Let me take you back to the early nineties for a moment. After a career as a software designer and pioneer in ‘Open Learning’, I am sitting at the table with my colleagues from Human Resources Management for the first time as a Training Manager. A problem had been raised by the production director; Workers were queuing at the punch clock fifteen minutes early to ‘tap out’ just in time.

The ‘system thinker’ in me awakened. I found it an interesting challenge to figure out what was going on. How does that happen? What is the cause? etc. As I was analysing the issue at hand, my HRM colleagues – who had much more experience and authority – put forward a brilliant solution. “Let’s hang a message on the bulletin boards that this is not allowed.” I am not going to describe here the feelings that ran through my body at that time….

During my career as a training manager and Corporate Learning Officer, I learned that the above type of ‘solution-oriented’ thinking is not the exception but the rule. I can give dozens of examples where ‘short-sighted’ thinking wins.

Often, either people are not able to do ‘system thinking’ or they have a deadly fear of seeking and finding what the root causes may be. This applies to both internal and external providers in the field of organisational development too. They have become short-sighted and don’t point to the right solutions because they are afraid or don’t want to lose their income. There is too much “conflict avoidance” in education and industry to tell people with authority: ‘You are wrong or are lacking the right passion and talents to make it right’.

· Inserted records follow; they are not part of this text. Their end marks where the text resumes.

#![allow(dead_code)]

use sea_query::{Query, SqliteQueryBuilder};
use sqlx::{Row, SqlitePool};
use tombola_core::model::CampaignStatus;
use tombola_core::storage::schema::Campaigns;
use tombola_core::storage::{connect, connect_memory, init_schema};

pub async fn setup() -> SqlitePool {
    let pool = connect_memory().await.unwrap();
    init_schema(&pool).await.unwrap();
    pool
}

/// File-backed database with a real multi-connection pool, for tests
/// that exercise cross-connection locking.
pub async fn setup_shared(name: &str, max_connections: u32) -> SqlitePool {
    let path = std::env::temp_dir().join(format!("tombola-{}-{}.db", name, std::process::id()));
    let _ = std::fs::remove_file(&path);
    let url = format!("sqlite://{}", path.display());
    let pool = connect(&url, max_connections).await.unwrap();
    init_schema(&pool).await.unwrap();
    pool
}

pub async fn create_campaign(
    pool: &SqlitePool,
    title: &str,
    prefix: &str,
    total_tickets: i64,
    ticket_price: i64,
) -> i64 {
    let now = chrono::Utc::now().to_rfc3339();
    let query = Query::insert()
        .into_table(Campaigns::Table)
        .columns([
            Campaigns::Title,
            Campaigns::TicketPrefix,
            Campaigns::TotalTickets,
            Campaigns::TicketPrice,
            Campaigns::Status,
            Campaigns::CreatedAt,
            Campaigns::UpdatedAt,
        ])
        .values_panic([
            title.into(),
            prefix.into(),
            total_tickets.into(),
            ticket_price.into(),
            CampaignStatus::Open.as_str().into(),
            now.clone().into(),
            now.into(),
        ])
        .returning_col(Campaigns::Id)
        .to_string(SqliteQueryBuilder);

    let row = sqlx::query(&query).fetch_one(pool).await.unwrap();
    row.get(0)
}

/// (sold_tickets, status) of a campaign.
pub async fn campaign_state(pool: &SqlitePool, campaign_id: i64) -> (i64, String) {
    let row = sqlx::query("SELECT sold_tickets, status FROM campaigns WHERE id = ?")
        .bind(campaign_id)
        .fetch_one(pool)
        .await
        .unwrap();
    (row.get("sold_tickets"), row.get("status"))
}

pub async fn count_rows(pool: &SqlitePool, table: &str) -> i64 {
    let sql = format!("SELECT COUNT(*) AS n FROM {table}");
    let row = sqlx::query(&sql).fetch_one(pool).await.unwrap();
    row.get("n")
}

/// (status, is_winner, prize_category) of one ticket.
pub async fn ticket_state(
    pool: &SqlitePool,
    campaign_id: i64,
    ticket_number: &str,
) -> (String, bool, Option<String>) {
    let row = sqlx::query(
        "SELECT status, is_winner, prize_category FROM tickets \
         WHERE campaign_id = ? AND ticket_number = ?",
    )
    .bind(campaign_id)
    .bind(ticket_number)
    .fetch_one(pool)
    .await
    .unwrap();
    let is_winner: i64 = row.get("is_winner");
    (row.get("status"), is_winner != 0, row.get("prize_category"))
}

My classic examples of this are ‘thinking in terms of diplomas’, ‘self-managing teams’ and the recent flare-up of ‘happiness at work’. All these paradigms give me the same feeling as in the early nineties. We’re not daring to think and to act.

And meanwhile, there’s non-engagement, no ‘real’ learning and a fear of disruptive innovation inside our education institutions and workplaces, until organisations die without knowing why.

We need Heroes in Education and Organisations to reinvent learning, boost passion and talent-based working and go for disruptive innovation. We need to fight our fears within. Do system thinking and become fearless. Are you ready to become one of these heroes? Are you ready to participate?

Written by Jef Staes for OEB21. Make sure to participate in the panel session facilitated by Jef: “Switching Education and Work from Talent Killers to Talent Enablers” on Friday Dec 3 at 14:30.

Jef Staes’ upcoming online awakening programme “Red” still has a few seats available for OEB participants. The only requirement: having a passion for reinventing the way we learn and work. More info can be found at: www.jefstaes.com/red.

One Response

  1. Christian Vanhuffel

    I was a priveleged observer of Jef Staes advocating open learning and shaping (distant) learning innovation initiatives in the Belgian ICT sector federation in the nineties. Up to this moment I followed his carreer and the fantastic way in which he himself implemented his evolving but so straightforward vision on work and continious learning. The column above is a short read, but spells out the essence of the necessary vision and leadership in todays work and learning challenges in an ever more tight labour market.
    Thanks Jef for all the good work over so many years and lots of succes with “Red”.
    Christian Vanhuffel, former general manager of Agoria, the belgian technology federation.